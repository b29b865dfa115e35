//! Persistence layer: connection pool, embedded migrations, models, and
//! repositories. Every SQL string in the workspace lives in this crate.

use sqlx::postgres::PgPoolOptions;

pub mod models;
pub mod repositories;

pub type DbPool = sqlx::PgPool;

/// Create a connection pool from a database URL.
pub async fn create_pool(database_url: &str) -> Result<DbPool, sqlx::Error> {
    PgPoolOptions::new()
        .max_connections(20)
        .connect(database_url)
        .await
}

/// Cheap liveness probe used by startup and the `/health` endpoint.
pub async fn health_check(pool: &DbPool) -> Result<(), sqlx::Error> {
    sqlx::query("SELECT 1").execute(pool).await?;
    Ok(())
}

/// Apply all embedded migrations. Idempotent; runs at startup.
pub async fn run_migrations(pool: &DbPool) -> Result<(), sqlx::migrate::MigrateError> {
    sqlx::migrate!("./migrations").run(pool).await
}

▸ **EXERCISE REQUIREMENTS**:
In the entries above, count each line that holds "PgPoolOptions". Give the total and nothing else.

▸ **COMPLETED EXERCISE**:
2